Find the lines in the entries that follow where the word "RwLock" occurs, and state how many there are, with no other words.
START Materials provided
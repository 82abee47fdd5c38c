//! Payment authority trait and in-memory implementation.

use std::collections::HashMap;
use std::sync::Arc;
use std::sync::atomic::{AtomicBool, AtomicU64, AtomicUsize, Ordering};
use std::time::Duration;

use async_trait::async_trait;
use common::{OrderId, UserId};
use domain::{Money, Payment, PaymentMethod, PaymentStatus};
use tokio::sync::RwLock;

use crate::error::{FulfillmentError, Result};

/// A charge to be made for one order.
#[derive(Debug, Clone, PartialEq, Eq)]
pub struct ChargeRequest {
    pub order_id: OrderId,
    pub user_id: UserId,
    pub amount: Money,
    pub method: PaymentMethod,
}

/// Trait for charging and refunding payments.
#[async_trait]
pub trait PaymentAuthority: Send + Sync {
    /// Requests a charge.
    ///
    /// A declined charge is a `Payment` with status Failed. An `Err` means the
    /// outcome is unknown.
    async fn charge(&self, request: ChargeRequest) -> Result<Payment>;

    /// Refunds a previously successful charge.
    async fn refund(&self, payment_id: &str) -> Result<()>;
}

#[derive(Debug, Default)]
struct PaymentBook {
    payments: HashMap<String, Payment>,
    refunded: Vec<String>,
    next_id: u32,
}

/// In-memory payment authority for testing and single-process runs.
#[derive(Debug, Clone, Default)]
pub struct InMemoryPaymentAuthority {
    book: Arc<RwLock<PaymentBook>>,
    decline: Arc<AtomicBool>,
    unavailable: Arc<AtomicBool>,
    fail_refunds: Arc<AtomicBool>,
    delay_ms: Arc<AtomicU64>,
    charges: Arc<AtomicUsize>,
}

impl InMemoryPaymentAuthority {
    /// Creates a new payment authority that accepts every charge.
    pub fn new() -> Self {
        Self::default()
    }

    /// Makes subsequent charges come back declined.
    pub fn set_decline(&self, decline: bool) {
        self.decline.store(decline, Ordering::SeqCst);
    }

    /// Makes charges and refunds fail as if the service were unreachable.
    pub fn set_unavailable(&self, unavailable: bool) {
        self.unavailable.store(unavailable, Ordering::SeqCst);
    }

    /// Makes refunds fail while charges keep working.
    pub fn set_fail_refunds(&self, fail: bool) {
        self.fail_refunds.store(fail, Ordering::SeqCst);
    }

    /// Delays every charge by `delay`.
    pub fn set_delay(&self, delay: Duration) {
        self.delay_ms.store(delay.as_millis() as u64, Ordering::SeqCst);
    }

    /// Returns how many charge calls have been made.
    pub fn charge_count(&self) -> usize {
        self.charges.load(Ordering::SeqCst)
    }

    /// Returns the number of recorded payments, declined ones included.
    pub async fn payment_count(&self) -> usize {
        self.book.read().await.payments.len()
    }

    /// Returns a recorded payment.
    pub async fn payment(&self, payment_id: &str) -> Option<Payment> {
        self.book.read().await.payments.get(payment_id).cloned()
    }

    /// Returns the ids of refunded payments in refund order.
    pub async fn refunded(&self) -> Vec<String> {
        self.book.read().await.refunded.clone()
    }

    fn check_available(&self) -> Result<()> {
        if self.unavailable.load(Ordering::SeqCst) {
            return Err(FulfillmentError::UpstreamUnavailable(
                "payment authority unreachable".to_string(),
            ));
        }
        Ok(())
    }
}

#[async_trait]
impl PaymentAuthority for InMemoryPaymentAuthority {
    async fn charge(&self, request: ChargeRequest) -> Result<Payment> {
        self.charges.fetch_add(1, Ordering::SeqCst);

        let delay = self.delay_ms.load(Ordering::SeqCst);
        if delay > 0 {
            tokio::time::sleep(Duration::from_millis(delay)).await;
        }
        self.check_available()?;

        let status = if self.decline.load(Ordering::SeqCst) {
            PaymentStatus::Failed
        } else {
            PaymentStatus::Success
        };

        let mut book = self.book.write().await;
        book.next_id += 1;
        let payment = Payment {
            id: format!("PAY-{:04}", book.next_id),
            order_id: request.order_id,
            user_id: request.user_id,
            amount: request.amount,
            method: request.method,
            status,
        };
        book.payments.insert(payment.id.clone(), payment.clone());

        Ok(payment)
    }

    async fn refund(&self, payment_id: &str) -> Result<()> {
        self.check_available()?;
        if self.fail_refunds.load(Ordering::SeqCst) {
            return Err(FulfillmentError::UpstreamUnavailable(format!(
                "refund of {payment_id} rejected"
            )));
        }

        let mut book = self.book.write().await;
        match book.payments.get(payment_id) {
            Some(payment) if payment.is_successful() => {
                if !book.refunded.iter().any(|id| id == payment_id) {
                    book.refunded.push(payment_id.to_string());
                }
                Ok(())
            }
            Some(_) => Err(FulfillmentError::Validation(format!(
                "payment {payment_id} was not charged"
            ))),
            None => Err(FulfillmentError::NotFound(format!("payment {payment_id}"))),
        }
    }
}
END Materials provided
Task result - 2